Wind-propelled vessels, such as sail boats, yachts, catamarans, and the like, are generally driven either partly or entirely by sails. For example, FIG. 1 illustrates a conventional mono-hull vessel 100 including a curved, triangular fabric sail 110, which at different points thereof takes a different angle to the vessel 100. The sail 110 is able to convert wind energy into motion of the vessel 100 by redirecting the power of the wind to propel the vessel 100 along water. The sail 110 is typically held up by a mast 120 extending vertically from the vessel 100 to provide support for the sail 110 as it drives the vessel 100. A horizontal pole known as a boom 130 extends along the length of the base of the sail 110 to improve control of the angle and shape of the sail 110.
Meanwhile, the mast 120 is held up in both the sideways and fore and aft directions by a system of stays 140. The stays 140 are typically ropes, wires, or rods running from the mast 120 to the hull that serve to stabilize the mast 120. The type, number, and attachment points of the stays 140 may vary greatly according to the design of the vessel. One common characteristic among all stay systems, however, is that the stays 140 limit the possible angles of the horizontal boom 130. The limitation is caused by the stays 140 being positioned so as to interrupt the rotational range of the boom 130. Thus, there are a limited number of angles to which the sail 110 can be rotated.
FIG. 2 illustrates a conventional multi-hull vessel 200 including a similar triangular sail 210 coupled to a mast 220 and horizontal boom 230. Here, the staying system 240 produces a tripod-like array where three stays support the mast 220—two in the side direction and one in the forward direction. The side stays are attached to the hulls in the aft direction at roughly 60 degrees to the vessel's centerline to provide aft-ward support to the mast 220. In general, the multi-hull staying system 240 is a relatively efficient system compared to the narrower mono-hull vessel 100 in FIG. 1 since the stays are positioned further from the centerline, resulting in a less narrow angle to the mast 220 which decreases the load to support the mast 220. The drawback with this system, however, is that the aft-ward direction of the stays 240 limits the angle of boom 230, which in turn limits the vessel's point of sail range.
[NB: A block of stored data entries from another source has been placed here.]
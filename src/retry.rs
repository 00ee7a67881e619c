//! JSON POST with retry, shared by the HTTP embedding and generation
//! providers.
//!
//! - HTTP 429 (rate limited) and 5xx (server error) → retry
//! - HTTP 4xx (client error, not 429) → fail immediately
//! - Network errors → retry
//! - Backoff: 1s, 2s, 4s, 8s, 16s, 32s (capped at 2^5)

use anyhow::{bail, Result};
use std::time::Duration;

/// POST `body` to `url` and return the decoded JSON response.
///
/// `label` names the provider in error messages (e.g. `"OpenAI"`).
pub async fn post_json(
    client: &reqwest::Client,
    url: &str,
    api_key: Option<&str>,
    body: &serde_json::Value,
    max_retries: u32,
    label: &str,
) -> Result<serde_json::Value> {
    let mut last_err = None;

    for attempt in 0..=max_retries {
        if attempt > 0 {
            let delay = Duration::from_secs(1 << (attempt - 1).min(5));
            tracing::warn!(provider = label, attempt, ?delay, "retrying request");
            tokio::time::sleep(delay).await;
        }

        let mut request = client.post(url).json(body);
        if let Some(key) = api_key {
            request = request.bearer_auth(key);
        }

        match request.send().await {
            Ok(response) => {
                let status = response.status();

                if status.is_success() {
                    return Ok(response.json().await?);
                }

                let body_text = response.text().await.unwrap_or_default();
                if status.as_u16() == 429 || status.is_server_error() {
                    last_err = Some(anyhow::anyhow!(
                        "{} API error {}: {}",
                        label,
                        status,
                        body_text
                    ));
                    continue;
                }

                bail!("{} API error {}: {}", label, status, body_text);
            }
            Err(e) => {
                last_err = Some(anyhow::anyhow!(
                    "{} connection error ({}): {}",
                    label,
                    url,
                    e
                ));
            }
        }
    }

    Err(last_err.unwrap_or_else(|| anyhow::anyhow!("{} request failed after retries", label)))
}


#[cfg(test)]
mod tests {
    use super::test_server::scripted;
    use super::*;
    use axum::http::StatusCode;
    use serde_json::json;

    #[tokio::test]
    async fn test_success_first_try() {
        let (base, requests) = scripted("/echo", vec![(StatusCode::OK, json!({"ok": true}))]).await;
        let client = reqwest::Client::new();
        let out = post_json(&client, &format!("{}/echo", base), None, &json!({"x": 1}), 3, "Test")
            .await
            .unwrap();
        assert_eq!(out, json!({"ok": true}));
        assert_eq!(requests.lock().unwrap()[0], json!({"x": 1}));
    }

    #[tokio::test]
    async fn test_client_error_not_retried() {
        let (base, requests) = scripted(
            "/echo",
            vec![(StatusCode::BAD_REQUEST, json!({"error": "bad"}))],
        )
        .await;
        let client = reqwest::Client::new();
        let err = post_json(&client, &format!("{}/echo", base), None, &json!({}), 3, "Test")
            .await
            .unwrap_err();
        assert!(err.to_string().contains("Test API error 400"));
        assert_eq!(requests.lock().unwrap().len(), 1);
    }

    #[tokio::test]
    async fn test_server_error_retried() {
        let (base, requests) = scripted(
            "/echo",
            vec![
                (StatusCode::SERVICE_UNAVAILABLE, json!({})),
                (StatusCode::OK, json!({"ok": 2})),
            ],
        )
        .await;
        let client = reqwest::Client::new();
        let out = post_json(&client, &format!("{}/echo", base), None, &json!({}), 1, "Test")
            .await
            .unwrap();
        assert_eq!(out, json!({"ok": 2}));
        assert_eq!(requests.lock().unwrap().len(), 2);
    }
}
Much attention has been paid in recent years to wing-like contrivances that replace the mast-boom-sail combination shown in FIGS. 1 and 2 at a great gain in performance. In this regard, FIG. 3 illustrates a multi-hull vessel 300 including a wing sail 310, in place of a traditional sail, extending substantially vertically much like a mast and with a system of stays 340 attached directly thereto. The wing sail 310 is an airfoil-shaped aerodynamic structure fixed to the vessel 300 that is designed to provide lift on either side of the wing to accommodate being on either tack, similar to an airplane wing. Conventionally, the wing sail 310 is relatively rigid with a two- or three-stage control flap system which adds considerably to a vessel's performance, mainly in multi-hull yachts. But rigid wings, except at such advanced levels of sailing as the America's Cup, are very impractical in every day sailing. Because they are extremely powerful, expert handling of the vessel 300 and wing sail 310 is required. Additionally, the conventional wing sail 310 cannot be reefed (i.e., made smaller) when the wind increases, it cannot be easily hoisted or lowered, except with a dock or barge-mounted crane, and it cannot be left up at moorings or when docked as changes in wind strength and direction can exert high sailing loads on the vessel 300, putting strain on the vessel and potentially causing the vessel to capsize.